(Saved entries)
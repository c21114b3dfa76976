//! Cloud trace context header parsing.
//!
//! The header value has the shape `TRACE_ID[/SPAN_ID][;o=MASK]`. Parse
//! failures are non-fatal for the request: the translator logs a warning and
//! proceeds without a trace context.

use serde::{Deserialize, Serialize};
use thiserror::Error;

/// Parsed `X-Cloud-Trace-Context` value.
#[derive(Debug, Clone, PartialEq, Eq, Serialize, Deserialize)]
pub struct TraceContext {
    pub trace_id: String,
    pub span_id: Option<u64>,
    pub trace_mask: Option<u32>,
}

#[derive(Debug, Error, PartialEq, Eq)]
pub enum TraceParseError {
    #[error("empty trace id")]
    EmptyTraceId,
    #[error("invalid span id {0:?}")]
    InvalidSpanId(String),
    #[error("invalid trace option {0:?}")]
    InvalidOption(String),
}

impl TraceContext {
    /// Parse a `TRACE_ID[/SPAN_ID][;o=MASK]` header value.
    pub fn parse(value: &str) -> Result<Self, TraceParseError> {
        let (ids, options) = match value.split_once(';') {
            Some((ids, options)) => (ids, Some(options)),
            None => (value, None),
        };

        let (trace_id, span) = match ids.split_once('/') {
            Some((trace_id, span)) => (trace_id, Some(span)),
            None => (ids, None),
        };
        if trace_id.is_empty() {
            return Err(TraceParseError::EmptyTraceId);
        }

        let span_id = match span {
            Some(span) => Some(
                span.parse::<u64>()
                    .map_err(|_| TraceParseError::InvalidSpanId(span.to_string()))?,
            ),
            None => None,
        };

        let mut trace_mask = None;
        if let Some(options) = options {
            for option in options.split(';') {
                match option.split_once('=') {
                    Some(("o", mask)) => {
                        trace_mask = Some(
                            mask.parse::<u32>()
                                .map_err(|_| TraceParseError::InvalidOption(option.to_string()))?,
                        );
                    }
                    // Unknown options are tolerated; malformed ones are not.
                    Some((_, _)) => {}
                    None => return Err(TraceParseError::InvalidOption(option.to_string())),
                }
            }
        }

        Ok(Self {
            trace_id: trace_id.to_string(),
            span_id,
            trace_mask,
        })
    }
}
//! Request log ID middleware.
//!
//! Ensures every inbound request carries an `X-AppEngine-Request-Log-Id`
//! header before translation, so the translator always populates the
//! `request_log_id` field. Edge-supplied values are preserved.

use axum::http::{HeaderName, HeaderValue, Request};
use tower::{Layer, Service};
use uuid::Uuid;

use crate::http::headers;

#[derive(Debug, Clone, Copy, Default)]
pub struct RequestLogIdLayer;

impl<S> Layer<S> for RequestLogIdLayer {
    type Service = RequestLogIdService<S>;

    fn layer(&self, inner: S) -> Self::Service {
        RequestLogIdService { inner }
    }
}

#[derive(Debug, Clone)]
pub struct RequestLogIdService<S> {
    inner: S,
}

impl<S, B> Service<Request<B>> for RequestLogIdService<S>
where
    S: Service<Request<B>>,
{
    type Response = S::Response;
    type Error = S::Error;
    type Future = S::Future;

    fn poll_ready(
        &mut self,
        cx: &mut std::task::Context<'_>,
    ) -> std::task::Poll<Result<(), Self::Error>> {
        self.inner.poll_ready(cx)
    }

    fn call(&mut self, mut req: Request<B>) -> Self::Future {
        let name = HeaderName::from_static(headers::REQUEST_LOG_ID);
        if !req.headers().contains_key(&name) {
            let id = Uuid::new_v4().simple().to_string();
            if let Ok(value) = HeaderValue::from_str(&id) {
                req.headers_mut().insert(name, value);
            }
        }
        self.inner.call(req)
    }
}

#[cfg(test)]
mod tests {
    use super::*;
    use axum::body::Body;
    use axum::http::Response;
    use std::convert::Infallible;
    use tower::{service_fn, ServiceExt};

    async fn echo_log_id(req: Request<Body>) -> Result<Response<Body>, Infallible> {
        let id = req
            .headers()
            .get(headers::REQUEST_LOG_ID)
            .and_then(|v| v.to_str().ok())
            .unwrap_or("")
            .to_string();
        Ok(Response::new(Body::from(id)))
    }

    #[tokio::test]
    async fn stamps_missing_log_id() {
        let svc = RequestLogIdLayer.layer(service_fn(echo_log_id));
        let req = Request::builder().body(Body::empty()).unwrap();
        let resp = svc.oneshot(req).await.unwrap();
        let bytes = axum::body::to_bytes(resp.into_body(), 1024).await.unwrap();
        assert_eq!(bytes.len(), 32, "expected a simple-format uuid");
    }

    #[tokio::test]
    async fn preserves_edge_supplied_log_id() {
        let svc = RequestLogIdLayer.layer(service_fn(echo_log_id));
        let req = Request::builder()
            .header(headers::REQUEST_LOG_ID, "edge-id")
            .body(Body::empty())
            .unwrap();
        let resp = svc.oneshot(req).await.unwrap();
        let bytes = axum::body::to_bytes(resp.into_body(), 1024).await.unwrap();
        assert_eq!(&bytes[..], b"edge-id");
    }
}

REQUIREMENT → What you return must be the lines above that run from the line with "log ID middleware." to the line with "use uuid::Uuid;", inclusive, each copied exactly.

REPLY TO THE TASK →
//! Request log ID middleware.
//!
//! Ensures every inbound request carries an `X-AppEngine-Request-Log-Id`
//! header before translation, so the translator always populates the
//! `request_log_id` field. Edge-supplied values are preserved.

use axum::http::{HeaderName, HeaderValue, Request};
use tower::{Layer, Service};
use uuid::Uuid;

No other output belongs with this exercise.